Aber warum sollen die, die noch nicht so weit sind, über das Leben derer bestimmen, die sich schon längst von den falschen Überlieferungen der Vergangenheit gelöst haben?
Wenn man bei jeder Veränderung, bei jedem Schritt in die Zukunft auf die Fußkranken warten wollte, die Bedenkenträger und Zauderer, was würde sich dann überhaupt bewegen? Genügt es nicht, wenn eine Mehrheit den Entschluss fasst, neues zu wagen? Genügt manchmal nicht sogar eine qualifizierte, will sagen gebildete und interessierte Minderheit?

Sprecher 1:
„Was kann dirs schaden, wenn du mit … solch eussserlichen dingen gedult tregest, hastu doch deinen Glauben rein und starck zu Gott.“ (S.17)
Und: „Solange noch nicht aller Menschen „gemüt und hertz dabey sind, da las es Gott walten, da bitt ich dich umb, denn du richtest nichts guts an.“ (S.17) „Wenn nu aber darnach aller mut und sinn zusamen stimmet und … eins werden, so das keine Schwachheit mehr vorhanden ist, da thue man denn abe, was nicht recht ist.“ (S.17)
Dazu muß man aber zuerst „der Leute hertz“ fangen, „welches denn geschiet, wenn ich Gottes wort treibe, predige das Euangelion, verkünige …“ (S.16) „… denn mit dem wort nimet Gott das Hertz ein, wenn das Hertz eingenomen ist, so hastu den Menschen schon gewonnen“, und am Ende werden die Dinge fallen, die fallen sollen (S.16).
„Also wirckete Gott mit seinem wort mehr denn wenn du und ich und die gantze Welt alle gewalt auff einen hauffen schmeltzeten…“ (S.16)

Sprecher 2:
Gewalt lehnen wir auch ab, Martinus. Und doch ist es nötig, daß wir Verantwortung übernehmen und uns nicht scheuen, die Macht in beide Hände zu nehmen.

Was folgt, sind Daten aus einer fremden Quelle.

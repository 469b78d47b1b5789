use clap::Parser;
use shortly_cli::cli::dispatcher::Dispatcher;
use shortly_cli::cli::main_types::Cli;
use shortly_cli::config::AppConfig;
use shortly_cli::core::services::build_service;
use shortly_cli::utils::logging;

#[tokio::main]
async fn main() -> Result<(), Box<dyn std::error::Error>> {
    // A .env file is honored, but real environment variables win
    dotenvy::dotenv().ok();

    let cli = Cli::parse();

    let mut config = match AppConfig::from_env() {
        Ok(config) => config,
        Err(err) => {
            eprintln!("Error loading config: {}", err);
            std::process::exit(1);
        }
    };

    // Command-line overrides are part of one-time initialization; the config
    // is immutable from here on
    if cli.mock {
        config.use_mock_api = true;
    }
    if let Some(api_key) = cli.api_key.clone() {
        config.api_key = Some(api_key);
    }

    logging::init(config.enable_debug || cli.verbose);

    if cli.verbose {
        println!("Verbose mode is enabled");
        println!("Using API base URL: {}", config.api_url);
        if config.use_mock_api {
            println!("Using mock service (no network calls)");
        }
    }

    let service = match build_service(&config) {
        Ok(service) => service,
        Err(err) => {
            eprintln!("Error: {}", err.display_friendly());
            std::process::exit(1);
        }
    };

    let dispatcher = Dispatcher::new(config, service, cli.verbose);

    if let Err(err) = dispatcher.dispatch(cli.command).await {
        eprintln!("Error: {}", err.display_friendly());
        if let Some(hint) = err.troubleshooting_hint() {
            eprintln!("Hint: {}", hint);
        }
        std::process::exit(1);
    }

    Ok(())
}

Wer das tut, kann natürlich seinen Glauben nicht so rein bewahren, wie du es dir wünschst. Wer Verantwortung übernimmt, wird sich zwangsläufig die Hände schmutzig machen.

Sprecher 1:
„Mit … stürmen und gewalt werdet irs nicht hinausfüren, das werdet ir sehen.“ (S.17)
„Nemet ein Exempel an mir. Ich bin dem Bapst, dem Ablas und allen Papisten entgegen gestanden, Aber mit keiner gewalt, ..., sondern Gottes wort allein habe ich getrieben, ..., sonst hab ich nichts dazu getan.“ (S.18)
„Ich hab nichts gethan, das Wort hat es alles gehandelt und außgericht.“ … „Das hat, ..., wenn ich wittenbergisch bier mit meynem Philipo und Amßdorff getruncken hab, also vil gethan, das das Bapstum also schwach worden ist, das im noch nye keyn Fürst noch Keyser so vil abgebrochen hat.“ (S.18f)

Sprecher 2:
Vor dir, Martin, haben andere Reformatoren ebenso klar und deutlich das Wort geführt. Und die sind auf dem Scheiterhaufen verbrannt worden. Es ist eine Ausnahmesituation der Geschichte, eine Fügung, daß das Wort ausgerechnet zu unserer Zeit so schnell durch alle Lande läuft. Vielleicht weil mans auf einfache Weise vervielfältigen kann indem mans mit Bleilettern druckt. Aber nicht lange, da werden sich Papst und Kaiser dieses Mediums bemächtigen und verbieten zu schreiben und zu drucken, was nicht ihrer Lehre entspricht. Dann kommt es wieder so, daß man ein freies Wort nirgends mehr wird wagen dürfen.
Nein: Wir müssen Verantwortung übernehmen. Wir müssen die Macht, die wir haben, nutzen und Fakten schaffen. Wenn wir es nicht tun, tun es andere und wir werden von der Geschichte überrollt.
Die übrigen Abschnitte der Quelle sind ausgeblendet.